Nell’arco di pochi giorni abbiamo assistito a una sfiorata guerra civile in Russia, dove il capo delle milizie mercenarie della Wagner PMC, Evgenij Prigožin stava per marciare sulla capitale russa. Ma cerchiamo di capire come sono andate davvero le cose.


Le mercenarie e ausiliarie sono inutile e periculose: e se uno tiene lo stato suo fondato in sulle arme mercenarie, non starà mai fermo né sicuro; perché le sono disunite, ambiziose, sanza disciplina, infedele; gagliarde fra gli amici; fra e’ nimici, vile.

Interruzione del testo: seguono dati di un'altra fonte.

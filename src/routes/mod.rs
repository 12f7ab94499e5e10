use actix_web::{guard, web, Route};

pub mod admin;
pub mod public;

#[cfg(test)]
mod tests;

/// A route answering GET, and HEAD the same way.
pub fn read_route() -> Route {
    web::route().guard(guard::Any(guard::Get()).or(guard::Head()))
}

/// The whole URL table. Patterns are tried in declaration order; anything
/// left over gets the 404 page.
pub fn config_app(cfg: &mut web::ServiceConfig) {
    cfg.route("/blog", read_route().to(public::blog_redirect))
        .route("/blog/", read_route().to(public::blog_index))
        .route("/blog/posts/{id:\\d+}", read_route().to(public::blog_post))
        .route("/blog/posts/{id:\\d+}/", read_route().to(public::blog_post_redirect))
        .route("/blog/atom.xml", read_route().to(public::atom_feed))
        .configure(admin::config_admin)
        .configure(admin::config_login)
        .route("/", read_route().to(public::root_redirect))
        .default_service(web::to(public::not_found_page));
}
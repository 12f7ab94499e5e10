use actix_web::{web, App, HttpServer, middleware::{Logger, DefaultHeaders}, cookie::Key};
use actix_session::{SessionMiddleware, storage::CookieSessionStore};
use tera::Tera;
use blogmotor::{config::Config, routes, sqlite_manager};
use redb::Database;
use r2d2::Pool;
use clap::Parser;
use std::path::PathBuf;
use std::convert::TryFrom;

#[derive(Parser, Debug)]
#[command(name = "blogmotor_server", author, version, about = "Starts the BlogMotor web server.")]
struct Cli {
    /// Path to the .env configuration file.
    #[arg(long, required = true, value_name = "FILE")]
    env_file: PathBuf,
}

#[actix_web::main]
async fn main() -> std::io::Result<()> {
    let cli = Cli::parse();

    let config = Config::from_env(&cli.env_file)
        .expect("FATAL: Failed to load or parse configuration.");

    env_logger::init_from_env(env_logger::Env::new().default_filter_or(&config.log_level));

    let tera = Tera::new(&format!("{}/**/*", config.templates_path))
        .expect("Tera initialization failed");

    let posts_db = web::Data::new(Database::open(config.posts_db_path())
        .expect("FATAL: posts.db not found. Run 'setup_cli --env-file <path> db setup'"));

    let site_db_path = config.site_db_path();
    if !site_db_path.exists() {
        panic!("FATAL: site.db not found. Run 'setup_cli --env-file <path> db setup'");
    }
    let pool = Pool::builder()
        .build(sqlite_manager(&site_db_path))
        .expect("FATAL: Failed to create Rusqlite connection pool.");

    let session_key_bytes = hex::decode(&config.session_secret_key)
        .expect("FATAL: SESSION_SECRET_KEY in .env is not a valid hex string.");
    let session_key = Key::try_from(session_key_bytes.as_slice())
        .expect("FATAL: The decoded SESSION_SECRET_KEY is not long enough (minimum 64 bytes required).");

    let server_address = format!("{}:{}", config.web.host, config.web.port);
    log::info!("Server starting at http://{}", server_address);

    HttpServer::new(move || {
        let session_mw = SessionMiddleware::builder(CookieSessionStore::default(), session_key.clone())
            .cookie_secure(config.use_secure_cookies)
            .cookie_http_only(true)
            .cookie_same_site(actix_web::cookie::SameSite::Lax)
            .build();

        App::new()
            .wrap(session_mw)
            .wrap(Logger::default())
            .wrap(
                DefaultHeaders::new()
                    .add(("X-Content-Type-Options", "nosniff"))
                    .add(("X-Frame-Options", "DENY"))
            )
            .app_data(web::Data::new(tera.clone()))
            .app_data(posts_db.clone())
            .app_data(web::Data::new(pool.clone()))
            .service(actix_files::Files::new("/static", &config.static_path))
            .configure(routes::config_app)
    })
    .bind(server_address)?
    .run()
    .await
}
#[actix_web::test]
async fn test_head_is_served_like_get() {
    let env = test_env();
    let app = init_app!(env);

    let req = test::TestRequest::default()
        .method(actix_web::http::Method::HEAD)
        .uri("/blog/")
        .to_request();
    let resp = test::call_service(&app, req).await;
    assert_eq!(resp.status(), StatusCode::OK);
}

#[actix_web::test]
async fn test_single_post_page() {
    let env = test_env();
    let post = posts_db_operations::create_post(&env.db, &post_fields("Permalink test")).unwrap();
    let app = init_app!(env);

    let resp = test::call_service(&app, test::TestRequest::get().uri(&post.permalink()).to_request()).await;
    assert_eq!(resp.status(), StatusCode::OK);
    let body = body_text(&test::read_body(resp).await);
    assert!(body.contains("Permalink test"));
    assert!(body.contains("<p>Body of Permalink test</p>"));

    let resp = test::call_service(&app, test::TestRequest::get().uri("/blog/posts/999").to_request()).await;
    assert_eq!(resp.status(), StatusCode::NOT_FOUND);
}

#[actix_web::test]
async fn test_atom_feed() {
    let env = test_env();
    let app = init_app!(env);

    let resp = test::call_service(&app, test::TestRequest::get().uri("/blog/atom.xml").to_request()).await;
    assert_eq!(resp.status(), StatusCode::OK);
    assert_eq!(
        resp.headers().get(header::CONTENT_TYPE).and_then(|v| v.to_str().ok()),
        Some("application/atom+xml")
    );
    let body = body_text(&test::read_body(resp).await);
    assert!(body.contains("<feed xmlns=\"http://www.w3.org/2005/Atom\">"));
    assert!(body.contains("<updated>0001-01-01T00:00:00Z</updated>"));

    let post = posts_db_operations::create_post(&env.db, &post_fields("Feed & friends")).unwrap();
    let resp = test::call_service(&app, test::TestRequest::get().uri("/blog/atom.xml").to_request()).await;
    let body = body_text(&test::read_body(resp).await);
    assert!(body.contains("Feed &amp; friends"));
    assert!(!body.contains("0001-01-01T00:00:00Z"));
    assert!(body.contains(&format!("<updated>{}</updated>", post.updated.to_rfc3339_opts(chrono::SecondsFormat::Secs, true))));
}

#[actix_web::test]
async fn test_anonymous_admin_read_redirects_to_login() {
    let env = test_env();
    let app = init_app!(env);

    let resp = test::call_service(&app, test::TestRequest::get().uri("/admin/blog/").to_request()).await;
    assert_eq!(resp.status(), StatusCode::FOUND);
    let location = location(&resp);
    assert!(location.starts_with("/admin/login?"));
    assert!(location.contains("continue=%2Fadmin%2Fblog%2F"));
}

#[actix_web::test]
async fn test_anonymous_admin_write_is_forbidden() {
    let env = test_env();
    let app = init_app!(env);

    let req = test::TestRequest::post()
        .uri("/admin/blog/new/")
        .set_form(&[("title", "Hello"), ("body", "World"), ("authorName", "Alice")])
        .to_request();
    let resp = test::call_service(&app, req).await;
    assert_eq!(resp.status(), StatusCode::FORBIDDEN);
    assert!(posts_db_operations::read_latest_posts(&env.db, None).unwrap().is_empty());
}

#[actix_web::test]
async fn test_non_admin_is_forbidden() {
    let env = test_env();
    let app = init_app!(env);
    let cookie = login!(app, "author");

    let req = test::TestRequest::get().uri("/admin/blog/").cookie(cookie).to_request();
    let resp = test::call_service(&app, req).await;
    assert_eq!(resp.status(), StatusCode::FORBIDDEN);
    let body = body_text(&test::read_body(resp).await);
    assert!(!body.contains("<table"));
}

#[actix_web::test]
async fn test_wrong_password_returns_to_login() {
    let env = test_env();
    let app = init_app!(env);

    let req = test::TestRequest::post()
        .uri("/admin/login")
        .set_form(&[("username", "admin"), ("password", "nope"), ("continue", "/admin/blog/new/")])
        .to_request();
    let resp = test::call_service(&app, req).await;
    assert_eq!(resp.status(), StatusCode::FOUND);
    assert_eq!(location(&resp), "/admin/login?continue=%2Fadmin%2Fblog%2Fnew%2F");
}

#[actix_web::test]
async fn test_admin_list_shows_posts() {
    let env = test_env();
    posts_db_operations::create_post(&env.db, &post_fields("Listed post")).unwrap();
    let app = init_app!(env);
    let cookie = login!(app, "admin");

    let req = test::TestRequest::get().uri("/admin/blog/").cookie(cookie).to_request();
    let resp = test::call_service(&app, req).await;
    assert_eq!(resp.status(), StatusCode::OK);
    let body = body_text(&test::read_body(resp).await);
    assert!(body.contains("Listed post"));
    assert!(body.contains("/admin/blog/edit/1"));
}

#[actix_web::test]
async fn test_admin_creates_post() {
    let env = test_env();
    let app = init_app!(env);
    let cookie = login!(app, "admin");

    let req = test::TestRequest::get().uri("/admin/blog/new/").cookie(cookie.clone()).to_request();
    let resp = test::call_service(&app, req).await;
    assert_eq!(resp.status(), StatusCode::OK);

    let req = test::TestRequest::post()
        .uri("/admin/blog/new/")
        .cookie(cookie)
        .set_form(&[("title", "Hello"), ("body", "World"), ("authorName", "Alice"), ("authorUrl", "")])
        .to_request();
    let resp = test::call_service(&app, req).await;
    assert_eq!(resp.status(), StatusCode::FOUND);

    let posts = posts_db_operations::read_latest_posts(&env.db, None).unwrap();
    assert_eq!(posts.len(), 1);
    assert_eq!(posts[0].title, "Hello");
    assert_eq!(posts[0].body, "World");
    assert_eq!(posts[0].author_name, "Alice");
    assert_eq!(location(&resp), format!("/blog/posts/{}", posts[0].id));
}

#[actix_web::test]
async fn test_admin_create_rejects_missing_title() {
    let env = test_env();
    let app = init_app!(env);
    let cookie = login!(app, "admin");

    let req = test::TestRequest::post()
        .uri("/admin/blog/new/")
        .cookie(cookie)
        .set_form(&[("title", ""), ("body", "World"), ("authorName", "Alice")])
        .to_request();
    let resp = test::call_service(&app, req).await;
    assert_eq!(resp.status(), StatusCode::BAD_REQUEST);
    let body = body_text(&test::read_body(resp).await);
    assert!(body.contains("Title is required."));
    assert!(posts_db_operations::read_latest_posts(&env.db, None).unwrap().is_empty());
}
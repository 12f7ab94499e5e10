use crate::models::User;
use bcrypt::{hash, verify, BcryptError};
use chrono::Utc;
use rusqlite::{params, Connection, Error as RusqliteError};

fn bcrypt_to_rusqlite_error(e: BcryptError) -> RusqliteError {
    RusqliteError::ToSqlConversionFailure(Box::new(e))
}

pub fn create_user(
    conn: &Connection,
    username: &str,
    password: &str,
    role: &str,
) -> Result<(), RusqliteError> {
    let hashed_password = hash(password, bcrypt::DEFAULT_COST).map_err(bcrypt_to_rusqlite_error)?;
    conn.execute(
        "INSERT INTO users (username, password_hash, role) VALUES (?1, ?2, ?3)",
        params![username, hashed_password, role],
    )?;
    Ok(())
}

pub fn read_all_users(conn: &Connection) -> Result<Vec<User>, RusqliteError> {
    let mut stmt = conn.prepare("SELECT id, username, role, is_active, last_login_time FROM users ORDER BY id")?;
    let user_iter = stmt.query_map([], |row| {
        Ok(User {
            id: row.get(0)?,
            username: row.get(1)?,
            role: row.get(2)?,
            is_active: row.get(3)?,
            last_login_time: row.get(4)?,
        })
    })?;

    user_iter.collect()
}

/// Returns `(username, role)` when the account exists, is active and the password matches.
pub fn verify_credentials(
    conn: &Connection,
    username: &str,
    password: &str,
) -> Option<(String, String)> {
    let res: rusqlite::Result<(String, String, bool)> = conn.query_row(
        "SELECT password_hash, role, is_active FROM users WHERE username = ?1",
        [username],
        |row| Ok((row.get(0)?, row.get(1)?, row.get(2)?)),
    );

    if let Ok((hash, role, is_active)) = res {
        if is_active && verify(password, &hash).unwrap_or(false) {
            return Some((username.to_string(), role));
        }
    }
    None
}

pub fn update_last_login_time(conn: &Connection, username: &str) -> Result<(), RusqliteError> {
    let now = Utc::now().to_rfc3339();
    conn.execute("UPDATE users SET last_login_time = ?1 WHERE username = ?2", params![now, username])?;
    Ok(())
}

pub fn change_password(conn: &Connection, username: &str, new_password: &str) -> Result<usize, RusqliteError> {
    let hashed_password = hash(new_password, bcrypt::DEFAULT_COST).map_err(bcrypt_to_rusqlite_error)?;
    conn.execute(
        "UPDATE users SET password_hash = ?1 WHERE username = ?2",
        params![hashed_password, username],
    )
}
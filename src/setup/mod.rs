pub mod db_setup;
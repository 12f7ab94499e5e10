use crate::models::db_operations::posts_db_operations::{
    CHRONOLOGICAL_INDEX, COUNTERS, POSTS, UPDATED_INDEX,
};
use redb::{CommitError, Database, StorageError, TableError, TransactionError};
use rusqlite::Connection;
use thiserror::Error;

#[derive(Error, Debug)]
pub enum SetupError {
    #[error("Rusqlite error: {0}")]
    Rusqlite(#[from] rusqlite::Error),
    #[error("Redb storage error: {0}")]
    RedbStorage(#[from] StorageError),
    #[error("Redb transaction error: {0}")]
    RedbTransaction(#[from] TransactionError),
    #[error("Redb table error: {0}")]
    RedbTable(#[from] TableError),
    #[error("Redb commit error: {0}")]
    RedbCommit(#[from] CommitError),
}

/// Creates the SQLite tables for the settings singleton and user accounts.
/// Safe to run against an existing database.
pub fn setup_site_db(conn: &mut Connection) -> Result<(), SetupError> {
    let tx = conn.transaction()?;
    log::info!("Creating 'users' table...");
    tx.execute(
        "CREATE TABLE IF NOT EXISTS users (
            id INTEGER PRIMARY KEY AUTOINCREMENT,
            username TEXT NOT NULL UNIQUE,
            password_hash TEXT NOT NULL,
            role TEXT NOT NULL CHECK(role IN ('admin', 'author')),
            is_active INTEGER NOT NULL DEFAULT 1,
            last_login_time TEXT
        )",
        [],
    )?;

    log::info!("Creating 'blog_settings' table...");
    tx.execute(
        "CREATE TABLE IF NOT EXISTS blog_settings (
            id INTEGER PRIMARY KEY CHECK(id = 1),
            blog_url TEXT NOT NULL,
            blog_title TEXT NOT NULL,
            blog_subtitle TEXT NOT NULL,
            author_name TEXT NOT NULL,
            author_url TEXT NOT NULL,
            posts_per_page INTEGER NOT NULL DEFAULT 10,
            disqus_enabled INTEGER NOT NULL DEFAULT 0,
            disqus_blog_id TEXT,
            created TEXT NOT NULL,
            updated TEXT NOT NULL
        )",
        [],
    )?;

    tx.commit()?;
    Ok(())
}

/// Creates every redb table the post store reads from. Read transactions fail
/// on tables that were never opened for writing.
pub fn setup_posts_db(db: &Database) -> Result<(), SetupError> {
    let write_txn = db.begin_write()?;
    {
        log::info!("Creating 'posts' table in Redb...");
        write_txn.open_table(POSTS)?;

        log::info!("Creating 'chronological_index' table in Redb...");
        write_txn.open_table(CHRONOLOGICAL_INDEX)?;

        log::info!("Creating 'updated_index' table in Redb...");
        write_txn.open_table(UPDATED_INDEX)?;

        write_txn.open_table(COUNTERS)?;
    }
    write_txn.commit()?;
    Ok(())
}
use chrono::{DateTime, Utc};
use serde::{Deserialize, Serialize};

/// One blog entry as stored in the posts database.
#[derive(Debug, Serialize, Deserialize, Clone, PartialEq)]
pub struct Post {
    pub id: u64,
    pub title: String,
    pub body: String,
    pub author_name: String,
    pub author_url: Option<String>,
    pub published: DateTime<Utc>,
    pub updated: DateTime<Utc>,
    /// Stored for completeness; listings and the feed never filter on it.
    pub is_draft: Option<bool>,
}

impl Post {
    pub fn permalink(&self) -> String {
        permalink(self.id)
    }
}

pub fn permalink(id: u64) -> String {
    format!("/blog/posts/{}", id)
}

/// The editable fields of a post, as submitted by the admin forms.
#[derive(Debug, Serialize, Deserialize, Clone, Default)]
pub struct PostFields {
    pub title: String,
    pub body: String,
    pub author_name: String,
    pub author_url: Option<String>,
}

/// The blog-wide configuration record. Exactly one exists once anything has asked for it.
#[derive(Debug, Serialize, Deserialize, Clone, PartialEq)]
pub struct Settings {
    pub blog_url: String,
    pub blog_title: String,
    pub blog_subtitle: String,
    pub author_name: String,
    pub author_url: String,
    pub posts_per_page: u32,
    pub disqus_enabled: bool,
    pub disqus_blog_id: Option<String>,
    pub created: DateTime<Utc>,
    pub updated: DateTime<Utc>,
}

/// A partial change to [`Settings`]. `None` leaves the stored value alone.
#[derive(Debug, Default, Clone)]
pub struct SettingsUpdate {
    pub blog_url: Option<String>,
    pub blog_title: Option<String>,
    pub blog_subtitle: Option<String>,
    pub author_name: Option<String>,
    pub author_url: Option<String>,
    pub posts_per_page: Option<u32>,
    pub disqus_enabled: Option<bool>,
    /// `Some(None)` clears the stored id.
    pub disqus_blog_id: Option<Option<String>>,
}

pub const ROLE_ADMIN: &str = "admin";
pub const ROLE_AUTHOR: &str = "author";

#[derive(Debug, Serialize)]
pub struct User {
    pub id: i32,
    pub username: String,
    pub role: String,
    pub is_active: bool,
    pub last_login_time: Option<String>,
}

#[derive(Debug, Serialize, Deserialize, Clone)]
pub struct Notification {
    pub message: String,
    pub r#type: String, // 'success' or 'error'
}

pub mod db_operations;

Nicolò Machiavelli, Il Principe, capitolo XII

Un esercito di mercenari ribelli, scontenti delle condizioni in cui la leadership militare e politica li costringe a versare, abbandona le sue posizioni e marcia sull’entroterra del Paese sotto la cui bandiera dovrebbe star combattendo, fermandosi prima di raggiungere la capitale soltanto dopo aver ricevuto promesse e garanzie dal potere centrale.

A porla così, parrebbe di leggere fra le righe di un testo di storia delle scuole superiori, da qualche parte nel capitolo “La fine dell’Impero Romano”, con qualche capo-tribù Goto o Vandalo dei foederati che tiene in scacco Roma e s’impone come vero centro di potere del decadente impero.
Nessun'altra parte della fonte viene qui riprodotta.